**To do**
Every line holding the string "Show" is to be copied from the entries below.

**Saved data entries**

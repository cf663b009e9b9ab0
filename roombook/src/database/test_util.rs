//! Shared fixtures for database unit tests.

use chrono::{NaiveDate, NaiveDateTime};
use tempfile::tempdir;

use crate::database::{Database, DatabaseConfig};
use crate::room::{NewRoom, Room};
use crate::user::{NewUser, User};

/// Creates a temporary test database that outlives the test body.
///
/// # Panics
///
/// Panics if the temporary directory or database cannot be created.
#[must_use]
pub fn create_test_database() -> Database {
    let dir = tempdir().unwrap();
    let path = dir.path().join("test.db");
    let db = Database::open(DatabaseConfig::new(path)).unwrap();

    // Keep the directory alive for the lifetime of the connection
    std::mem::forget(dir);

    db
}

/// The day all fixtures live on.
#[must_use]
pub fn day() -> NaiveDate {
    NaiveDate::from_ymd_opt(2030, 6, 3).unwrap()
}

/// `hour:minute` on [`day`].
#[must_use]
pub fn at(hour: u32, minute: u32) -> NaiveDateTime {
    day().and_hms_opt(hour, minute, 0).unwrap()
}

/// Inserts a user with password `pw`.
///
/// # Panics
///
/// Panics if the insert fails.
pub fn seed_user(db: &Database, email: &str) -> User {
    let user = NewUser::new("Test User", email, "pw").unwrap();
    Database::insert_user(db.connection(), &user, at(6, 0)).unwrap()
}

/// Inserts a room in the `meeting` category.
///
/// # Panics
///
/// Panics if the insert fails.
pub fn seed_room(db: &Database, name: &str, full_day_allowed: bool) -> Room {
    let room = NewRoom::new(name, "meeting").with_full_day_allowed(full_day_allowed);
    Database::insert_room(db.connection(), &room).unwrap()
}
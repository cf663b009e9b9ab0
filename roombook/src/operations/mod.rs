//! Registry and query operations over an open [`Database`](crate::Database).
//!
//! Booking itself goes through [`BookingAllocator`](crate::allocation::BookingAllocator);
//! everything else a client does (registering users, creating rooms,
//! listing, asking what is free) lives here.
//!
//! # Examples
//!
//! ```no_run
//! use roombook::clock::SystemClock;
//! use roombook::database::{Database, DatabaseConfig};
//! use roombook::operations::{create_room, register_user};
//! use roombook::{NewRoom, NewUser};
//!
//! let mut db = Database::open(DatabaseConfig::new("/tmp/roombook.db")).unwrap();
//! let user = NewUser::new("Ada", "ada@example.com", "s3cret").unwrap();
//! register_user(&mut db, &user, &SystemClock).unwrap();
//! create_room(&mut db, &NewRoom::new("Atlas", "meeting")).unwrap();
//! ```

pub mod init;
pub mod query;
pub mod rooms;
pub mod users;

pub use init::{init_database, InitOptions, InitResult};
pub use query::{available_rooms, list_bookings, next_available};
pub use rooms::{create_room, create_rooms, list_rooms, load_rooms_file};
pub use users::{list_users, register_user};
...
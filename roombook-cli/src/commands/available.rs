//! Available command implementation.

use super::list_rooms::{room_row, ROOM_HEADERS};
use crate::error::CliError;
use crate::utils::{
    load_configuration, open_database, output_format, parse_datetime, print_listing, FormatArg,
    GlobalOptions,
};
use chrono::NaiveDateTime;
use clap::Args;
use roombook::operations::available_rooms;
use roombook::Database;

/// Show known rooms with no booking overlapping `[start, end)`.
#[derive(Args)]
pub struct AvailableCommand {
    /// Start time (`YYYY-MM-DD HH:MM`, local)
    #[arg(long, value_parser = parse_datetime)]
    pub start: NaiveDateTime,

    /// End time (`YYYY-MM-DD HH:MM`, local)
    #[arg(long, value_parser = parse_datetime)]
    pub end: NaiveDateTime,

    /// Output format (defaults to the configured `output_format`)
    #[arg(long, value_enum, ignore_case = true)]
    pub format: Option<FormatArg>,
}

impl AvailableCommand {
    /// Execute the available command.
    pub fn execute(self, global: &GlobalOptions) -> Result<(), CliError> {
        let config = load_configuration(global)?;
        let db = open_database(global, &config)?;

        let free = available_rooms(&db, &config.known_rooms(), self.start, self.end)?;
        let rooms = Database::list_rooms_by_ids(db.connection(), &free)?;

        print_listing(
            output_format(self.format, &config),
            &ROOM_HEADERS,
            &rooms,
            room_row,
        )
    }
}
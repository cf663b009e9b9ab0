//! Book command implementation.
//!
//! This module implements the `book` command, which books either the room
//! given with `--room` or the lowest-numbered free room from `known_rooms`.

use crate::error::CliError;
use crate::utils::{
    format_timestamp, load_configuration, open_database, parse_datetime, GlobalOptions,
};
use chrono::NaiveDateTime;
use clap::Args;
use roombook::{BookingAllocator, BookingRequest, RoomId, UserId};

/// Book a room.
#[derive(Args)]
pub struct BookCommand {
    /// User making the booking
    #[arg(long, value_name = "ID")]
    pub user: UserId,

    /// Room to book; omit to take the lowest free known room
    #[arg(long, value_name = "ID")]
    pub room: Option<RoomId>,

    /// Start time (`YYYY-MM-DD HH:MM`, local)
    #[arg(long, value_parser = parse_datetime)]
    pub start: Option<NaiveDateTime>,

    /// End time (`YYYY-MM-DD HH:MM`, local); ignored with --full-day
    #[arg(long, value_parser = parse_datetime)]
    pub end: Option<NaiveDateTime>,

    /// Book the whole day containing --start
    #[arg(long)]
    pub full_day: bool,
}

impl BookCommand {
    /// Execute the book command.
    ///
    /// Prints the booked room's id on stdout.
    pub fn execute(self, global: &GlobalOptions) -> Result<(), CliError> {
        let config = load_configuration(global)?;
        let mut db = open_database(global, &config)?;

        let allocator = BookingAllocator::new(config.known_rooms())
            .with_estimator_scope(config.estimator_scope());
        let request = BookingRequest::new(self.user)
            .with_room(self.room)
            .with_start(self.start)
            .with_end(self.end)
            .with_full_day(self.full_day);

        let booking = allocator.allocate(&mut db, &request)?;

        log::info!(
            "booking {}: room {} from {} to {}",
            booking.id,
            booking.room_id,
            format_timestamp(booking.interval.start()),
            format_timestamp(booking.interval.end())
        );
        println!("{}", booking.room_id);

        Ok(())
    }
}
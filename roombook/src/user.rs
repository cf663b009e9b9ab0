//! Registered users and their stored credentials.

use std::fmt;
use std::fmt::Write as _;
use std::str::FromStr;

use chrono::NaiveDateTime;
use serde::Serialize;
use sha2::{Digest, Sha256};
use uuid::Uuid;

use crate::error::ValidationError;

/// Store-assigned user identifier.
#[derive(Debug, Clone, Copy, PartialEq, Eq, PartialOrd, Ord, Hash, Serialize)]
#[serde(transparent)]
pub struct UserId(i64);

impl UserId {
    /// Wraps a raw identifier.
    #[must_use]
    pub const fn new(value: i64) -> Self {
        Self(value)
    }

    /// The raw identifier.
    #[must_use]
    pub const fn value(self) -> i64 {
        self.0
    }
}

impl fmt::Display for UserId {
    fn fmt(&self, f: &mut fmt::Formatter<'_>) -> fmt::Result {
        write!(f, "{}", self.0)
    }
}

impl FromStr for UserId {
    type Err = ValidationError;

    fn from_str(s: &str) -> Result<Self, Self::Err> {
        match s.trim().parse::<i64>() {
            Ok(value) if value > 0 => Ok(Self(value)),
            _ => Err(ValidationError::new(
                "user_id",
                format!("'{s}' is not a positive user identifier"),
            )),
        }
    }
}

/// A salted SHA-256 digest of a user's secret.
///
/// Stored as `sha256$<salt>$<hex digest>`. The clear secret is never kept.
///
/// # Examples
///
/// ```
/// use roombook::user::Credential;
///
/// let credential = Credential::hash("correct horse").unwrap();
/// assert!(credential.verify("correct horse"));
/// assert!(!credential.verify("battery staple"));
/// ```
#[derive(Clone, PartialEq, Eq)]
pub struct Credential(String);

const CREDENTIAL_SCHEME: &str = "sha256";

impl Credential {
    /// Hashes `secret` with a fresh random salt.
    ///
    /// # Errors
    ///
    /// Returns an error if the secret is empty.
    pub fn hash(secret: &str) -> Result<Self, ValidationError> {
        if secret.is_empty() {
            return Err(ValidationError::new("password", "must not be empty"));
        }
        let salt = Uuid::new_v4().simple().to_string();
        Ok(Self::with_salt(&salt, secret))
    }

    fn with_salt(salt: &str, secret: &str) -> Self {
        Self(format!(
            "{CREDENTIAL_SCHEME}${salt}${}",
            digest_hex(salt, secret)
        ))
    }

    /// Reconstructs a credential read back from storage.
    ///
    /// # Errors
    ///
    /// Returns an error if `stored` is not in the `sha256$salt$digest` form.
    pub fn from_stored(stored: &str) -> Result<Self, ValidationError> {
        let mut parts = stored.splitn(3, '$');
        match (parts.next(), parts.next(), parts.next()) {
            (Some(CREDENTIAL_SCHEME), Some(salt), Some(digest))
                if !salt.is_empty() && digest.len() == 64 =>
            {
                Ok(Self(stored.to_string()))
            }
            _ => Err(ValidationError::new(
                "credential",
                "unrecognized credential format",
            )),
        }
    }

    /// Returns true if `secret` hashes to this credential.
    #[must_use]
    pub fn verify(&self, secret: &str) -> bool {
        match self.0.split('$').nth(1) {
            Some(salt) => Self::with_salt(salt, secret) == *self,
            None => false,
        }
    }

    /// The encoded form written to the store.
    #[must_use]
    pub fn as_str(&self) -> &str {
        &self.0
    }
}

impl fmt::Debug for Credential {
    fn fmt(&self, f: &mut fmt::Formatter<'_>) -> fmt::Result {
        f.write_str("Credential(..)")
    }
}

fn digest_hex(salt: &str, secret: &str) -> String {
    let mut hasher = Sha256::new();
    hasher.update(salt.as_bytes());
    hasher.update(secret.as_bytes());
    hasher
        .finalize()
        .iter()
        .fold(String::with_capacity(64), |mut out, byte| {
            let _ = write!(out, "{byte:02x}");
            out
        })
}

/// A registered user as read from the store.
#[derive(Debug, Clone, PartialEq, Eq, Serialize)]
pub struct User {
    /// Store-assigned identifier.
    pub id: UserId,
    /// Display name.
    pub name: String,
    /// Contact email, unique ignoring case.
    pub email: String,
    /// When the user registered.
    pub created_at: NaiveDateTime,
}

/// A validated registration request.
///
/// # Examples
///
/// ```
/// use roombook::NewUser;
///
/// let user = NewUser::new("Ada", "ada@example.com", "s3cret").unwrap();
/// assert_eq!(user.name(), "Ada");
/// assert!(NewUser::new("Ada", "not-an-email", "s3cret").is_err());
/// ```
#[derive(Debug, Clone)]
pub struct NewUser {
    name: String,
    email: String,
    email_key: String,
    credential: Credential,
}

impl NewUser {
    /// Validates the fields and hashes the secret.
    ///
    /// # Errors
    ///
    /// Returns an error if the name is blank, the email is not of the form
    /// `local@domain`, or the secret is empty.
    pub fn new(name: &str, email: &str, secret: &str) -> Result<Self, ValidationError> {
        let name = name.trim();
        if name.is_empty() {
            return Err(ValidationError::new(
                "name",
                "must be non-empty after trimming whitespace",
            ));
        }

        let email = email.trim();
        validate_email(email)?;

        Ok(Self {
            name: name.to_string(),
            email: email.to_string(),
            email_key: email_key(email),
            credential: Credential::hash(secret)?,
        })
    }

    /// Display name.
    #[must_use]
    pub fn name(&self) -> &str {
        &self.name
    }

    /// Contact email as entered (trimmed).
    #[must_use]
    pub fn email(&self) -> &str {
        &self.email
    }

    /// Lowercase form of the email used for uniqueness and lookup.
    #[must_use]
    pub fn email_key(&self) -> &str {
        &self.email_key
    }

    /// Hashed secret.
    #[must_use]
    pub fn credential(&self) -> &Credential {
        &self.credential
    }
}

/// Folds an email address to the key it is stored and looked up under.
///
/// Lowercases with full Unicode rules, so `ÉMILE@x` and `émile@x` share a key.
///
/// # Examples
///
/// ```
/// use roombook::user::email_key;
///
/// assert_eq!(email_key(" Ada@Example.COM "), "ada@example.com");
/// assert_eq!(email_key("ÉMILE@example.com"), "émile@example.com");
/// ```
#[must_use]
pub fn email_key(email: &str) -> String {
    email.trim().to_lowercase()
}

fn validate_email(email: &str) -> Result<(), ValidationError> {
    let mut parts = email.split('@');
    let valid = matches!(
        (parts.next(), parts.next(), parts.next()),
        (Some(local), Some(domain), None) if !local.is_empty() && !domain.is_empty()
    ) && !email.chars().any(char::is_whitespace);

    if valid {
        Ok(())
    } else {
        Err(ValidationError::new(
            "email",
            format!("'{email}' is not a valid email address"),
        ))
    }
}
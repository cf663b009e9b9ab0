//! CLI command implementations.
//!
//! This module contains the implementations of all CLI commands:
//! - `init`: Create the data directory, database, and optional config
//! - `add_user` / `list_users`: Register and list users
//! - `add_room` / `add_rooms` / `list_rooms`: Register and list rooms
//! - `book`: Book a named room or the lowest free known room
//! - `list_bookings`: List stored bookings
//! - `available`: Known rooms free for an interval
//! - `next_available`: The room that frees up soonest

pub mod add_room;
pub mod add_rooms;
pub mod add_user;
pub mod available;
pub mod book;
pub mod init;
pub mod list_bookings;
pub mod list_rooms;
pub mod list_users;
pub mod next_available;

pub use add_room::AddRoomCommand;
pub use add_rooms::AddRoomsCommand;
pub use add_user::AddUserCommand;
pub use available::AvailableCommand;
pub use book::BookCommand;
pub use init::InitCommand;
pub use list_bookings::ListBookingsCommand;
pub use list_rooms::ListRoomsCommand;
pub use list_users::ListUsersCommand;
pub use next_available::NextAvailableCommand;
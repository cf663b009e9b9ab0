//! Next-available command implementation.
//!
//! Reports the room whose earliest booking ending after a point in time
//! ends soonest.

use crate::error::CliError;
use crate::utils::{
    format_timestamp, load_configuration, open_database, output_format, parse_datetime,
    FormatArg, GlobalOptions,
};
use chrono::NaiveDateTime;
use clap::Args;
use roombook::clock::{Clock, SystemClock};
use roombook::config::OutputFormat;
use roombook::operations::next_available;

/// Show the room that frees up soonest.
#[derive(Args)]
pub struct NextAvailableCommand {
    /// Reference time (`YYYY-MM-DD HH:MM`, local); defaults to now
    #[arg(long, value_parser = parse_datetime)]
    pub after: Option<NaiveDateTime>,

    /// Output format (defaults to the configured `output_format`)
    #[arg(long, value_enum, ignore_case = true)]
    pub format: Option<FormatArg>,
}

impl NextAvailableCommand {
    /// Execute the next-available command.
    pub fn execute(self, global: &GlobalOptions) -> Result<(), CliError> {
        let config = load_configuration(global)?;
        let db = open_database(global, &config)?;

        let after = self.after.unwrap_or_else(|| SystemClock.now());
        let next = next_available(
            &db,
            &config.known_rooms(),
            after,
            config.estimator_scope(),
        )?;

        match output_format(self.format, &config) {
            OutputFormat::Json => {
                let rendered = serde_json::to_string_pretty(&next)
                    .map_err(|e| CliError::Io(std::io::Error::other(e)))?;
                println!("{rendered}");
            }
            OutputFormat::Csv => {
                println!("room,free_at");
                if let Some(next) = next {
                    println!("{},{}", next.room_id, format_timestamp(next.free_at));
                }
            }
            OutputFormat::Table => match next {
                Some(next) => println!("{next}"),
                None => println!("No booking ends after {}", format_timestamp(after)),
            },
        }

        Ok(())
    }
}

**Result of this task**
/// Show known rooms with no booking overlapping `[start, end)`.
/// Show the room that frees up soonest.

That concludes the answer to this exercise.